The two-day event held in Lagos and rounded off, on Wednesday, with a theme, “Autism: Transitions, vocational skills and the role of technology,” was the ninth in the series.
Aside facilitators who are caregivers, healthcare professionals including Dr. Loretta Burns, an expert in the field of neurodevelopmental disorders, Dr. Tisa Hooper-Johnson, the Medical Director of the HFHS Center for Autism and Developmental Disabilities (CADD), USA and Janette Washington, a speech-language pathologist, many parents and school owners who have children living with autism stormed the conference and some with their affected children.
They told Tribune that they came to acquire new knowledge and skills that would help them and their children living with autism to living a better and more purposeful life.
Autism, according to the encyclopedia, is a developmental disorder of variable severity that is characterised by difficulty in social interaction, communication and by restricted or repetitive patterns of thought and behaviour.

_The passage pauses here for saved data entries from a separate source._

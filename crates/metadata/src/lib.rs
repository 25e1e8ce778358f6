//! relay-metadata: Configuration types for the platform relay
//!
//! Environment (broker, publish policy) and source definitions are loaded
//! once from YAML at startup and are immutable afterwards.

pub mod environment;
pub mod error;
pub mod sources;

pub use environment::{
    Credentials, Environment, PublishConfig, TransportConfig, TransportType,
    DEFAULT_EXPIRATION_SECS,
};
pub use error::MetadataError;
pub use sources::{
    sanitize_subject_token, Fr24Config, NmeaAsset, NmeaConfig, SourceConfig, SourceKind,
    SourcesConfig, SwiftConfig, TrackedAircraft, WgmsConfig, WgmsCredentials, WgmsVehicle,
    DEFAULT_INTERVAL_SECS,
};
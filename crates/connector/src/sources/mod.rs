//! Source adapters, one per upstream.

pub mod fr24;
pub mod nmea;
pub mod swift;
pub mod wgms;

pub use fr24::Fr24Source;
pub use nmea::NmeaSource;
pub use swift::SwiftSource;
pub use wgms::WgmsSource;

use relay_metadata::{SourceConfig, SourceKind};

use crate::error::SourceError;
use crate::http::{build_client, build_session_client, REQUEST_TIMEOUT};
use crate::traits::{KeyResolver, Source};

/// Build the adapter a source configuration describes, resolving any
/// credentials it references.
pub fn build_source(
    config: &SourceConfig,
    resolver: &dyn KeyResolver,
) -> Result<Box<dyn Source>, SourceError> {
    let name = config.name.clone();
    let source: Box<dyn Source> = match &config.kind {
        SourceKind::Fr24(c) => Box::new(Fr24Source::new(name, build_client(REQUEST_TIMEOUT)?, c)),
        SourceKind::Swift(c) => Box::new(SwiftSource::new(name, build_client(REQUEST_TIMEOUT)?, c)),
        SourceKind::Nmea(c) => Box::new(NmeaSource::new(name, build_client(REQUEST_TIMEOUT)?, c)),
        SourceKind::Wgms(c) => {
            let login = resolver
                .resolve_one(&c.credentials.login)
                .map_err(|e| SourceError::Config(format!("{}: login: {}", config.name, e)))?;
            let password = resolver
                .resolve_one(&c.credentials.password)
                .map_err(|e| SourceError::Config(format!("{}: password: {}", config.name, e)))?;
            Box::new(WgmsSource::new(
                name,
                build_session_client(REQUEST_TIMEOUT)?,
                c,
                login,
                password,
            ))
        }
    };
    Ok(source)
}
//! Prometheus metrics for the relay
//!
//! Per-source counters for poll cycles and publishes, plus tailed byte volume.

use once_cell::sync::Lazy;
use prometheus::{
    register_gauge_vec, register_int_counter_vec, Encoder, GaugeVec, IntCounterVec, TextEncoder,
};

const LABEL_SOURCE: &str = "source";
const LABEL_OUTCOME: &str = "outcome";
const LABEL_URL: &str = "url";

/// Publish attempts by outcome (published, suppressed, failed)
static PUBLISHES_TOTAL: Lazy<IntCounterVec> = Lazy::new(|| {
    register_int_counter_vec!(
        "relay_publishes_total",
        "Publish attempts by source and outcome",
        &[LABEL_SOURCE, LABEL_OUTCOME]
    )
    .expect("Failed to register publishes_total metric")
});

/// Poll cycles by outcome (published, no_data, error)
static CYCLES_TOTAL: Lazy<IntCounterVec> = Lazy::new(|| {
    register_int_counter_vec!(
        "relay_cycles_total",
        "Poll cycles by source and outcome",
        &[LABEL_SOURCE, LABEL_OUTCOME]
    )
    .expect("Failed to register cycles_total metric")
});

static LAST_CYCLE_TIMESTAMP: Lazy<GaugeVec> = Lazy::new(|| {
    register_gauge_vec!(
        "relay_last_cycle_timestamp",
        "Unix timestamp of the last completed poll cycle per source",
        &[LABEL_SOURCE]
    )
    .expect("Failed to register last_cycle_timestamp metric")
});

static TAILED_BYTES_TOTAL: Lazy<IntCounterVec> = Lazy::new(|| {
    register_int_counter_vec!(
        "relay_tailed_bytes_total",
        "New bytes read from tailed documents",
        &[LABEL_URL]
    )
    .expect("Failed to register tailed_bytes_total metric")
});

/// Outcome label of a publish attempt
#[derive(Debug, Clone, Copy)]
pub enum PublishOutcomeLabel {
    Published,
    Suppressed,
    Failed,
}

impl PublishOutcomeLabel {
    fn as_str(&self) -> &'static str {
        match self {
            PublishOutcomeLabel::Published => "published",
            PublishOutcomeLabel::Suppressed => "suppressed",
            PublishOutcomeLabel::Failed => "failed",
        }
    }
}

/// Handle for recording metrics of one source
#[derive(Clone)]
pub struct SourceMetrics {
    source: String,
}

impl SourceMetrics {
    pub fn new(source: impl Into<String>) -> Self {
        Self {
            source: source.into(),
        }
    }

    pub fn inc_publish(&self, outcome: PublishOutcomeLabel) {
        PUBLISHES_TOTAL
            .with_label_values(&[self.source.as_str(), outcome.as_str()])
            .inc();
    }

    pub fn inc_cycle(&self, outcome: &str) {
        CYCLES_TOTAL
            .with_label_values(&[self.source.as_str(), outcome])
            .inc();
    }

    pub fn set_last_cycle(&self, epoch_secs: f64) {
        LAST_CYCLE_TIMESTAMP
            .with_label_values(&[self.source.as_str()])
            .set(epoch_secs);
    }
}

pub fn add_tailed_bytes(url: &str, bytes: usize) {
    TAILED_BYTES_TOTAL
        .with_label_values(&[url])
        .inc_by(bytes as u64);
}

/// Encode all metrics to Prometheus text format
pub fn encode_metrics() -> Result<String, prometheus::Error> {
    let encoder = TextEncoder::new();
    let metric_families = prometheus::gather();
    let mut buffer = Vec::new();
    encoder.encode(&metric_families, &mut buffer)?;
    String::from_utf8(buffer).map_err(|e| {
        prometheus::Error::Msg(format!("Failed to encode metrics as UTF-8: {}", e))
    })
}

In his welcome address at the forum held at Muson Centre, the Chief Executive Officer of GTBank, Mr Segun Agbaje, said the sole essence of the annual autism conference as part of the bank’s corporate social responsibility initiatives, is to empower people with autism to achieve a life of purpose.
He described a life of purpose as the one when a person notwithstanding health conditions gets his or her dreams and aspirations for life fulfilled.
Agbaje explained that the yearly awareness campaigns and discourse on this particular health challenge has really yielded what he called tremendous positive results.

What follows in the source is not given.